Regina Taxi Regulations: Quit fiddling and cure the disease

Canadian cities like Regina should discard their license caps and fare controls in favour of quality controls, since the regulatory process has proven it does not serve the public interest over successive decades.
Published on March 10, 2009

Too often those in politics focus on symptoms while a disease lingers untreated. This past week’s debate about the Regina taxi industry is a perfect example. It should be whisked into a Politics 101 textbook or, better still, into the history books. Public dissatisfaction with taxi service in this city can be traced back to a failed regulatory model that favours a few industry operators over the general public. Strong political leaders should follow other countries’ lead and just get rid of it.

Taxis are regulated so bizarrely compared to almost every other industry that a few facts need to be pointed out: Only 125 cabs are allowed on the road at any one time, except for winter when 36 additional licenses may be issued. This artificial shortage means that licenses trade on a kind of grey market for a reported $135,000 a piece, six or seven times the cost of an actual cab. Many cabbies don’t actually own one; they must rent them off “license magnates” for up to $1,000 per month. Fares are set by the city council, who face a perennial headache of guessing what a fair fare really is.

Try and imagine any other industry being regulated this way; it’s surreal, but the results are predictable enough. Shortages occur, and people lean towards other transport options or avoid travelling. Poorer neighborhoods are hit hardest when drivers who can’t serve everybody lean towards leafier suburbs. Would-be drivers are held out of the market by the cap on the number of driving jobs; those who do drive lose significant income to license rentals; and remaining license costs are recovered from higher fares for customers.
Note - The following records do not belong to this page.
#![allow(dead_code)]

use async_trait::async_trait;
use bytes::Bytes;
use futures::{StreamExt, stream, stream::BoxStream};
use image::{Rgb, RgbImage};
use std::{
    collections::{BTreeMap, HashSet},
    path::Path,
    sync::{
        Arc, Mutex,
        atomic::{AtomicBool, AtomicUsize, Ordering},
    },
    time::Duration,
};
use video_gallery::{
    config::{AppConfig, Args},
    models::poster::PosterCandidate,
    services::{
        frame_extractor::{ExtractError, FrameExtractor},
        object_store::{ObjectByteStream, ObjectEntry, ObjectStoreClient, StoreError, StoreResult},
        poster_service::{PosterError, PosterLookup, PosterSize},
    },
    state::AppState,
};

pub const SECRET: &str = "s3cret";

#[derive(Debug, Clone, PartialEq, Eq)]
pub struct StoredObject {
    pub data: Bytes,
    pub content_type: String,
}

/// In-memory bucket with switchable failures.
#[derive(Default)]
pub struct MockBucket {
    objects: Mutex<BTreeMap<String, StoredObject>>,
    unsignable: Mutex<HashSet<String>>,
    undeletable: Mutex<HashSet<String>>,
    unwritable: Mutex<HashSet<String>>,
    fail_listing: AtomicBool,
    pub list_calls: AtomicUsize,
    pub sign_calls: AtomicUsize,
}

impl MockBucket {
    pub fn new() -> Arc<Self> {
        Arc::new(Self::default())
    }

    pub fn with_keys(keys: &[&str]) -> Arc<Self> {
        let bucket = Self::new();
        for key in keys {
            bucket.insert(key, Bytes::from_static(b"video-bytes"), "application/octet-stream");
        }
        bucket
    }

    pub fn insert(&self, key: &str, data: Bytes, content_type: &str) {
        self.objects.lock().unwrap().insert(
            key.to_string(),
            StoredObject {
                data,
                content_type: content_type.to_string(),
            },
        );
    }

    pub fn insert_sized(&self, key: &str, size: usize) {
        self.insert(key, Bytes::from(vec![0u8; size]), "video/mp4");
    }

    pub fn get(&self, key: &str) -> Option<StoredObject> {
        self.objects.lock().unwrap().get(key).cloned()
    }

    pub fn contains(&self, key: &str) -> bool {
        self.objects.lock().unwrap().contains_key(key)
    }

    pub fn keys(&self) -> Vec<String> {
        self.objects.lock().unwrap().keys().cloned().collect()
    }

    pub fn fail_signing(&self, key: &str) {
        self.unsignable.lock().unwrap().insert(key.to_string());
    }

    pub fn fail_delete(&self, key: &str) {
        self.undeletable.lock().unwrap().insert(key.to_string());
    }

    pub fn fail_write(&self, key: &str) {
        self.unwritable.lock().unwrap().insert(key.to_string());
    }

    pub fn fail_listing(&self, fail: bool) {
        self.fail_listing.store(fail, Ordering::SeqCst);
    }
}

#[async_trait]
impl ObjectStoreClient for MockBucket {
    fn bucket(&self) -> &str {
        "mock-bucket"
    }

    fn list_objects(&self) -> BoxStream<'_, StoreResult<ObjectEntry>> {
        self.list_calls.fetch_add(1, Ordering::SeqCst);
        if self.fail_listing.load(Ordering::SeqCst) {
            return stream::iter(vec![Err(StoreError::Backend("listing unavailable".into()))])
                .boxed();
        }
        let entries: Vec<StoreResult<ObjectEntry>> = self
            .objects
            .lock()
            .unwrap()
            .iter()
            .map(|(key, object)| {
                Ok(ObjectEntry {
                    key: key.clone(),
                    size: object.data.len() as u64,
                })
            })
            .collect();
        stream::iter(entries).boxed()
    }

    async fn signed_read_url(&self, key: &str, ttl: Duration) -> StoreResult<String> {
        self.sign_calls.fetch_add(1, Ordering::SeqCst);
        if self.unsignable.lock().unwrap().contains(key) {
            return Err(StoreError::Backend(format!("cannot sign {key}")));
        }
        Ok(format!(
            "https://signed.example/{}?ttl={}",
            key.replace(' ', "%20"),
            ttl.as_secs()
        ))
    }

    async fn read_object(&self, key: &str) -> StoreResult<ObjectByteStream> {
        let object = self
            .get(key)
            .ok_or_else(|| StoreError::NotFound(key.to_string()))?;
        let chunks: Vec<StoreResult<Bytes>> = object
            .data
            .chunks(4)
            .map(|chunk| Ok(Bytes::copy_from_slice(chunk)))
            .collect();
        Ok(stream::iter(chunks).boxed())
    }

    async fn write_object(&self, key: &str, data: Bytes, content_type: &str) -> StoreResult<()> {
        if self.unwritable.lock().unwrap().contains(key) {
            return Err(StoreError::Backend(format!("cannot write {key}")));
        }
        self.insert(key, data, content_type);
        Ok(())
    }

    async fn delete_object(&self, key: &str) -> StoreResult<()> {
        if self.undeletable.lock().unwrap().contains(key) {
            return Err(StoreError::Backend(format!("cannot delete {key}")));
        }
        match self.objects.lock().unwrap().remove(key) {
            Some(_) => Ok(()),
            None => Err(StoreError::NotFound(key.to_string())),
        }
    }
}

#[derive(Debug, Clone, Copy, PartialEq, Eq)]
pub enum FrameKind {
    /// A busy frame that passes validation.
    Checkerboard,
    /// A flat frame that validation rejects.
    Solid,
    /// The tool exits with an error.
    Crash,
}

/// Writes a synthetic JPEG instead of running ffmpeg.
pub struct FakeExtractor {
    kind: FrameKind,
    available: bool,
    failing_inputs: Mutex<HashSet<String>>,
    pub extract_calls: AtomicUsize,
    pub offsets: Mutex<Vec<u64>>,
}

impl FakeExtractor {
    pub fn new(kind: FrameKind) -> Arc<Self> {
        Arc::new(Self {
            kind,
            available: true,
            failing_inputs: Mutex::new(HashSet::new()),
            extract_calls: AtomicUsize::new(0),
            offsets: Mutex::new(Vec::new()),
        })
    }

    pub fn unavailable() -> Arc<Self> {
        Arc::new(Self {
            kind: FrameKind::Checkerboard,
            available: false,
            failing_inputs: Mutex::new(HashSet::new()),
            extract_calls: AtomicUsize::new(0),
            offsets: Mutex::new(Vec::new()),
        })
    }

    /// Local filenames (as produced for scratch files) that should crash.
    pub fn fail_for(&self, local_name: &str) {
        self.failing_inputs
            .lock()
            .unwrap()
            .insert(local_name.to_string());
    }
}

#[async_trait]
impl FrameExtractor for FakeExtractor {
    async fn probe(&self) -> Result<(), ExtractError> {
        if self.available {
            Ok(())
        } else {
            Err(ExtractError::Unavailable {
                binary: "fake-ffmpeg".into(),
                reason: "not installed".into(),
            })
        }
    }

    async fn extract_frame(
        &self,
        input: &Path,
        output: &Path,
        offset_ms: u64,
    ) -> Result<(), ExtractError> {
        self.extract_calls.fetch_add(1, Ordering::SeqCst);
        self.offsets.lock().unwrap().push(offset_ms);
        assert!(input.exists(), "video should be downloaded before extraction");

        let name = input
            .file_name()
            .map(|n| n.to_string_lossy().to_string())
            .unwrap_or_default();
        if self.kind == FrameKind::Crash || self.failing_inputs.lock().unwrap().contains(&name) {
            return Err(ExtractError::Failed {
                status: "exit status: 1".into(),
                stderr: "Invalid data found when processing input".into(),
            });
        }

        let frame = match self.kind {
            FrameKind::Solid => RgbImage::from_pixel(160, 90, Rgb([0, 0, 0])),
            _ => RgbImage::from_fn(160, 90, |x, y| {
                if (x / 16 + y / 16) % 2 == 0 {
                    Rgb([0, 0, 0])
                } else {
                    Rgb([255, 255, 255])
                }
            }),
        };
        frame
            .save_with_format(output, image::ImageFormat::Jpeg)
            .map_err(|err| ExtractError::Io(std::io::Error::other(err)))?;
        Ok(())
    }
}

/// Canned search results and poster bytes.
pub struct FakePosterLookup {
    results: Vec<PosterCandidate>,
    image: Bytes,
    pub queries: Mutex<Vec<String>>,
    pub fetched: Mutex<Vec<String>>,
}

impl FakePosterLookup {
    pub fn new(results: Vec<PosterCandidate>) -> Arc<Self> {
        Arc::new(Self {
            results,
            image: Bytes::from_static(b"\xff\xd8\xff\xe0poster-jpeg"),
            queries: Mutex::new(Vec::new()),
            fetched: Mutex::new(Vec::new()),
        })
    }

    pub fn image(&self) -> Bytes {
        self.image.clone()
    }
}

pub fn candidate(title: &str, poster_path: Option<&str>, release_date: Option<&str>) -> PosterCandidate {
    PosterCandidate {
        title: title.to_string(),
        poster_path: poster_path.map(str::to_string),
        release_date: release_date.map(str::to_string),
    }
}

#[async_trait]
impl PosterLookup for FakePosterLookup {
    async fn search(&self, title: &str) -> Result<Vec<PosterCandidate>, PosterError> {
        self.queries.lock().unwrap().push(title.to_string());
        Ok(self.results.clone())
    }

    fn image_url(&self, poster_path: &str, size: PosterSize) -> String {
        format!("https://images.example/{}{}", size.token(), poster_path)
    }

    async fn fetch_image(&self, poster_path: &str, size: PosterSize) -> Result<Bytes, PosterError> {
        self.fetched
            .lock()
            .unwrap()
            .push(self.image_url(poster_path, size));
        Ok(self.image.clone())
    }
}

pub fn test_config(scratch: &Path) -> AppConfig {
    let scratch = scratch.to_string_lossy().to_string();
    AppConfig::from_lookup(&Args::default(), true, move |name| match name {
        "SECRET_KEY" => Some(SECRET.to_string()),
        "BUCKET_NAME" => Some("mock-bucket".to_string()),
        "SCRATCH_DIR" => Some(scratch.clone()),
        "STATIC_DIR" => Some("/nonexistent/static".to_string()),
        "BULK_CONCURRENCY" => Some("4".to_string()),
        _ => None,
    })
    .expect("test config")
}

pub fn test_state(
    scratch: &Path,
    bucket: Arc<MockBucket>,
    extractor: Arc<FakeExtractor>,
    lookup: Option<Arc<FakePosterLookup>>,
) -> AppState {
    let lookup = lookup.map(|lookup| lookup as Arc<dyn PosterLookup>);
    AppState::new(test_config(scratch), bucket, extractor, lookup).expect("test state")
}

/// Entries left under the scratch root after runs complete.
pub fn scratch_leftovers(scratch: &Path) -> Vec<String> {
    match std::fs::read_dir(scratch) {
        Ok(entries) => entries
            .filter_map(Result::ok)
            .map(|entry| entry.file_name().to_string_lossy().to_string())
            .collect(),
        Err(_) => Vec::new(),
    }
}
The commonly discussed remedies amount to fiddling around the edges of these problems. For example, to increase the fares for airport trips might bring more cabs to the airport, but it amounts to pulling more of the limited taxi fleet “blanket” over to one side of the bed. The real problem is a city-wide shortage.

The current regulatory process proves it serves the wrong interests when it holds the number of licences constant, as it has since 1994. A recent report commissioned for City Hall indicates a 17 per cent increase in demand since then, but regulators seem to favour limited competition and high licence values over the public interest.

A few industry players—who seem to believe the law exists to protect them from competition—are always the first to comment on regulatory changes. They bring to mind the old warning: “beware vested interests masquerading as moral principle.” Their doublespeak that higher prices and limited competition are somehow in the public interest is insulting.

Let them trot out the self-serving line that removing price controls and license caps will “decimate the taxi industry. ” More imaginative policy makers should look at what has happened in other countries: new and increased demand, more money for taxi drivers instead of monopolistic taxi licence holders, and better overall service.

For example, after the Irish High Court ruled that barring qualified people from the taxi industry was a human rights violation, caps were lifted and Dublin taxi numbers tripled. Public satisfaction went up and waiting times went down –dramatically. After New Zealand removed price and entry controls, fares went down and one academic study found the following: “Far from being an industry apart, ungovernable without stringent regulation, the removal of entry and fare restrictions has released forces which have led to a new and considerably more vibrant industry.”

The real question is whether our political leaders choose to fiddle around the edges of an antiquated regulatory system that serves narrow interests, or fix it properly for wider public interest.